な……な、な、何とか言い訳を……。だめです無理、こんな状態でこんな場所で、うまい言い訳を考えられるほど、私は嘘がうまくない……。
「君がそんな怒ったり慌てたりすんのも、兄貴の人徳なのかなー……」
ふと、何気ない口調でサカワケンジが言った。私は、こんなときに不思議だけれど、もしかしてサカワケンジは、もうそれほどシロウを恨んではいないのではないか、と思った。少なくとも、シロウが自分で思っているほどには。
「……サカワケンジは、まだシロウを嫌いなんですか?」
「ん? あ、兄貴から話きいたの?」
サカワケンジは以前に会ったときのあっけらかんとした陽気さを取り戻し、へらへらとした態度で質問に応じた。

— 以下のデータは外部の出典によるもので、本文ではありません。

//! Envelope-to-outcome scenarios against in-memory gateways.
//!
//! The producer leg's outbound event is fed back through the handler as the
//! consumer leg's inbound envelope, covering the full two-phase flow.

use viewgrant_choreography::Outcome;
use viewgrant_core::{
    ChoreographyEvent, CONSUMER_PHASE_DETAIL_TYPE, PRODUCER_PHASE_DETAIL_TYPE,
    SUBSCRIPTION_ACCEPTED_DETAIL_TYPE,
};
use viewgrant_gateway::LinkOutcome;
use viewgrant_handler::{decode, dispatch, DryRunReport};
use viewgrant_test_utils::assertions::{assert_granted_once, assert_payload_error, table};
use viewgrant_test_utils::fixtures::{
    self, orders_catalog, orders_lineage, producer_event, producer_object, subscription,
    CONSUMER_ACCOUNT,
};
use viewgrant_test_utils::{MockGateways, Permission};

fn producer_envelope(detail_type: &str) -> String {
    let event = producer_event(vec![subscription(CONSUMER_ACCOUNT)], false);
    let detail = serde_json::to_value(&event).expect("serialize producer event");
    fixtures::envelope_json(detail_type, &detail)
}

#[test]
fn test_routes_both_producer_detail_types() {
    for detail_type in [PRODUCER_PHASE_DETAIL_TYPE, SUBSCRIPTION_ACCEPTED_DETAIL_TYPE] {
        let event = decode(&producer_envelope(detail_type)).expect("routable");
        assert!(matches!(event, ChoreographyEvent::Producer(_)));
    }
}

#[test]
fn test_unknown_detail_type_is_rejected() {
    let raw = fixtures::envelope_json("Listing Created", &serde_json::json!({}));
    assert_payload_error(&decode(&raw));
}

#[test]
fn test_producer_detail_missing_asset_is_rejected() {
    let raw = fixtures::envelope_json(
        PRODUCER_PHASE_DETAIL_TYPE,
        &serde_json::json!({ "data": {}, "subscriptions": [] }),
    );
    assert_payload_error(&decode(&raw));
}

#[tokio::test]
async fn test_managed_asset_without_asset_is_a_no_op() {
    let raw = fixtures::envelope_json(
        SUBSCRIPTION_ACCEPTED_DETAIL_TYPE,
        &serde_json::json!({ "data": { "isManagedAsset": true } }),
    );
    let event = decode(&raw).expect("managed asset needs no other field");
    assert!(matches!(event, ChoreographyEvent::Managed { .. }));

    let mocks = fixtures::mock_gateways();
    let outcome = dispatch(&event, mocks.gateways(), fixtures::config())
        .await
        .expect("managed asset succeeds");
    assert_eq!(
        outcome,
        Outcome::Skipped {
            detail_type: SUBSCRIPTION_ACCEPTED_DETAIL_TYPE.to_string()
        }
    );
    assert_eq!(mocks.permissions.call_count(), 0);
    assert!(mocks.transport.published().is_empty());
    assert!(mocks.ledger.records().is_empty());

    let report = DryRunReport::collect(outcome, &mocks);
    let json = serde_json::to_value(&report).expect("report serializes");
    assert_eq!(json["outcome"]["leg"], "skipped");
}

#[tokio::test]
async fn test_producer_then_consumer_round_trip() {
    // Producer account.
    let producer = MockGateways::with_principal("arn:aws:iam::111111111111:role/viewgrant-handler");
    orders_catalog(&producer.catalog);

    let event = decode(&producer_envelope(PRODUCER_PHASE_DETAIL_TYPE)).expect("routable");
    let outcome = dispatch(&event, producer.gateways(), fixtures::config())
        .await
        .expect("producer leg succeeds");
    match outcome {
        Outcome::Producer(summary) => {
            assert_eq!(summary.principals, vec![CONSUMER_ACCOUNT.to_string()]);
            assert_eq!(summary.dependencies, 3);
            assert_eq!(summary.events_published, 1);
        }
        other => panic!("expected producer outcome, got {:?}", other),
    }

    let published = producer.transport.published();
    assert_eq!(published.len(), 1);
    assert_eq!(published[0].detail_type, CONSUMER_PHASE_DETAIL_TYPE);

    // Consumer account receives the published detail.
    let detail: serde_json::Value =
        serde_json::from_str(&published[0].detail).expect("detail is JSON");
    let raw = fixtures::envelope_json(&published[0].detail_type, &detail);
    let event = decode(&raw).expect("routable");
    let ChoreographyEvent::Consumer(consumer_event) = &event else {
        panic!("expected consumer event");
    };
    assert_eq!(consumer_event.dependencies().expect("valid"), orders_lineage());

    let consumer = fixtures::mock_gateways();
    let outcome = dispatch(&event, consumer.gateways(), fixtures::config())
        .await
        .expect("consumer leg succeeds");
    match outcome {
        Outcome::Consumer(summary) => {
            assert_eq!(summary.table_link, LinkOutcome::Created);
            assert_eq!(summary.dependencies, 3);
            assert!(summary.policy_attached);
        }
        other => panic!("expected consumer outcome, got {:?}", other),
    }

    let role = subscription(CONSUMER_ACCOUNT).consumer_role_arn;
    let calls = consumer.permissions.calls();
    for object in orders_lineage() {
        assert_granted_once(&calls, &table(&object), &role, Permission::READ, Permission::NONE);
    }
    assert_granted_once(
        &calls,
        &table(&producer_object("sales", "v_orders")),
        &role,
        Permission::READ,
        Permission::NONE,
    );
}

#[tokio::test]
async fn test_dry_run_report_lists_recorded_calls() {
    let mocks = MockGateways::with_principal("arn:aws:iam::111111111111:role/viewgrant-handler");
    orders_catalog(&mocks.catalog);

    let event = decode(&producer_envelope(PRODUCER_PHASE_DETAIL_TYPE)).expect("routable");
    let outcome = dispatch(&event, mocks.gateways(), fixtures::config())
        .await
        .expect("producer leg succeeds");
    let report = DryRunReport::collect(outcome, &mocks);

    assert_eq!(report.grants.len(), mocks.permissions.call_count());
    assert_eq!(report.ledger.len(), 3);
    assert_eq!(report.published.len(), 1);
    assert!(report.table_links.is_empty());

    let json = serde_json::to_value(&report).expect("report serializes");
    assert_eq!(json["outcome"]["leg"], "producer");
    assert_eq!(json["policy_attachments"], 0);
}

「兄貴は勘違いしてっけど、俺べつに兄貴のこと嫌いになったわけじゃないよ」
「でもシロウはそう思ってる」
「……父さんが死んだあと、兄貴、すっげ俺のこと心配してさ。葬式でもだよ。ずっと青ざめて、もう、兄貴まで死ぬんじゃねーかって思ったね」
はは、と軟派に笑って見せるサカワケンジは、わざとそうやって過去の話を軽いものにしているのだろう。
「どーしたらいいか、わかんなかったんだよねー……」
「『どうしたら』?」
「俺も兄貴も父さんが死んだことでかなりショックを受けて、母さんは精神病んでさ。俺は兄貴を責めたよ。なんで言ってくれなかったんだとか、そんなの気遣いでも何でもない、とかさ」
びゅう、と風が吹いて、サカワケンジは少し前髪を崩して「寒いね」と笑う。それは癖なのだろうか? シロウの外見から離れるみたいに真ん中分けにされた前髪を崩すのは。
「……もう、十二月ですから……」
「俺が兄貴を許さないのはさ、兄貴が謝んないからなんだ」
「シロウは嘘をついたけど、悪いことをしたわけじゃないです」
ちょっと怒るかもしれないと思いながらもハッキリと言い切ったら、サカワケンジは予想に反して薄く微笑んだ。
「だよね」
「……?」
「だから俺も仕返しするわけ。君も共犯で」
仕返し? 共犯? 不穏な言葉の羅列に説明を求めようと口を開いたそのとき、ガンガンガンと、それはもう足音だけで怒りが伝わりそうなほど激しく階段をのぼって、誰かが屋上へ上ってきた。
考えるまでもなくシロウだった。